Your assignment:
For each line of the data that includes the word "range", copy the line.

Records shown:

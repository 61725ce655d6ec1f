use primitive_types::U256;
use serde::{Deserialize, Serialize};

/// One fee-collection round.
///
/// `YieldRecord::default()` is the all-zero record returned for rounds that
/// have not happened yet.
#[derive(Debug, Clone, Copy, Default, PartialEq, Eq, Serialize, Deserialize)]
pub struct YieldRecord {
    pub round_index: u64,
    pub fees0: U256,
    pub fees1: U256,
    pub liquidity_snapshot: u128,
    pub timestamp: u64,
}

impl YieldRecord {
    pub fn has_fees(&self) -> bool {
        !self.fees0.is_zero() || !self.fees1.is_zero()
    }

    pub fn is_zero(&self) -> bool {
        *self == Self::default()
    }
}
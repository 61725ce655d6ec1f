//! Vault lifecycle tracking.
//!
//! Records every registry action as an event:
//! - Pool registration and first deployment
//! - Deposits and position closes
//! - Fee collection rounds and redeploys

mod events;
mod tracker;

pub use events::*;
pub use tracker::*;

---

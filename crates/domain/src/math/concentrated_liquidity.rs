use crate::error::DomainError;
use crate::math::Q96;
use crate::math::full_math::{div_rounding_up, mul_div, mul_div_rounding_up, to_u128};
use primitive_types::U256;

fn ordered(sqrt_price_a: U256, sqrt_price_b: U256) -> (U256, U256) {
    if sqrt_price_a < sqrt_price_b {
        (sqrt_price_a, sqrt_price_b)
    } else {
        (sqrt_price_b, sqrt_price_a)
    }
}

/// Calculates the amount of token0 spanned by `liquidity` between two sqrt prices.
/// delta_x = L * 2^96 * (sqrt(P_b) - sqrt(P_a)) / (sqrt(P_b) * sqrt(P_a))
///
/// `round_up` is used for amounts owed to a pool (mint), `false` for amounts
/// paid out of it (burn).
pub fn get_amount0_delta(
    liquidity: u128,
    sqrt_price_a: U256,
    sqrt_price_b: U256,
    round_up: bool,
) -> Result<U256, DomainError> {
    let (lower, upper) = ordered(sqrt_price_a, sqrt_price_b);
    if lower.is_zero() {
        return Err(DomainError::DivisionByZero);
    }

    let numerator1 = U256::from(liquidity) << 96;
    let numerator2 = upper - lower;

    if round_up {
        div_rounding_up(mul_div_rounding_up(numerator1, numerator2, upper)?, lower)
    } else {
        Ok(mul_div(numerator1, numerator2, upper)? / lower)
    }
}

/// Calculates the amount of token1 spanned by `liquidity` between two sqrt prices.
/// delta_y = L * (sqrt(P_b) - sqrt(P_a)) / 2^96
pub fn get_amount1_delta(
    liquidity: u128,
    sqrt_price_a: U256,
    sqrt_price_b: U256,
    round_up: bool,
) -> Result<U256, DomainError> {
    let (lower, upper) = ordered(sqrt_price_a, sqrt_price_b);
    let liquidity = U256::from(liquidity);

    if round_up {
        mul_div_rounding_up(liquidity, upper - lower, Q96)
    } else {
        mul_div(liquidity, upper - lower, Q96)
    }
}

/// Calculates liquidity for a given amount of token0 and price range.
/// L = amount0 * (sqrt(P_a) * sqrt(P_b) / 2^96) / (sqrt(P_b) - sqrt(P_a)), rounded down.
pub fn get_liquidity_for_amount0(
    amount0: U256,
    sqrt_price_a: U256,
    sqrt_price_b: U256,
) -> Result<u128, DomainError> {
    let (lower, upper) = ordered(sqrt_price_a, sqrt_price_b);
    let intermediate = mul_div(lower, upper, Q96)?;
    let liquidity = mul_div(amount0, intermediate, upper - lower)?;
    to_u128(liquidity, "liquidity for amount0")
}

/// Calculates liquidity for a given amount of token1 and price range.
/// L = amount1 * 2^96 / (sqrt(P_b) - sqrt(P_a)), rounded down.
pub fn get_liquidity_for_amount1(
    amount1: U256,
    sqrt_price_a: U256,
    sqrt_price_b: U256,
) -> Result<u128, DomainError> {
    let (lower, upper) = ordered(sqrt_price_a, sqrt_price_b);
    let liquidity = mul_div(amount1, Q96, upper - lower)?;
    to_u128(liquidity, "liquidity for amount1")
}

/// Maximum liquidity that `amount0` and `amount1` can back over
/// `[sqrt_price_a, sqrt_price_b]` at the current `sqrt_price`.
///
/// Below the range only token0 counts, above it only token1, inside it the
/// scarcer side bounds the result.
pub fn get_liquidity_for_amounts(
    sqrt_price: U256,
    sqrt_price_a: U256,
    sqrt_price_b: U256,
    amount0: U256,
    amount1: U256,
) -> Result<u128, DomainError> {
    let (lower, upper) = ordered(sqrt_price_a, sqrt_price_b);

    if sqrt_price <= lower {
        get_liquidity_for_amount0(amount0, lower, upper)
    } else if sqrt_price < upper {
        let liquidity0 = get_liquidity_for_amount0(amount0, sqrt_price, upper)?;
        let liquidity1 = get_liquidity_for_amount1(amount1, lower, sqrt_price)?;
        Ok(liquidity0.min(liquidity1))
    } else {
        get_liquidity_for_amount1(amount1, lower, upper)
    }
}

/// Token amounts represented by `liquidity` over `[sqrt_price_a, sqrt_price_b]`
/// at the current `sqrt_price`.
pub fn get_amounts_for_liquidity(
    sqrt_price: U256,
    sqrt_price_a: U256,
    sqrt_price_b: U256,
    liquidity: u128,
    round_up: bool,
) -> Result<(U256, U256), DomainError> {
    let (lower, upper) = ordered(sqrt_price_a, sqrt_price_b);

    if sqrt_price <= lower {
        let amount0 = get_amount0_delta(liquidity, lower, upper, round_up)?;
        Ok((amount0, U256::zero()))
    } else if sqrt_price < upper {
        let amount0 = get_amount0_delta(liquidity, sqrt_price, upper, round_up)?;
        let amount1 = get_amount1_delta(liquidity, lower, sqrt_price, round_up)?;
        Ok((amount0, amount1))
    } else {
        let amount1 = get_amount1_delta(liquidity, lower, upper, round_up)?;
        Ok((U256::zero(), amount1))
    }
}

Exercise output:
/// Calculates liquidity for a given amount of token0 and price range.
/// Calculates liquidity for a given amount of token1 and price range.
/// Below the range only token0 counts, above it only token1, inside it the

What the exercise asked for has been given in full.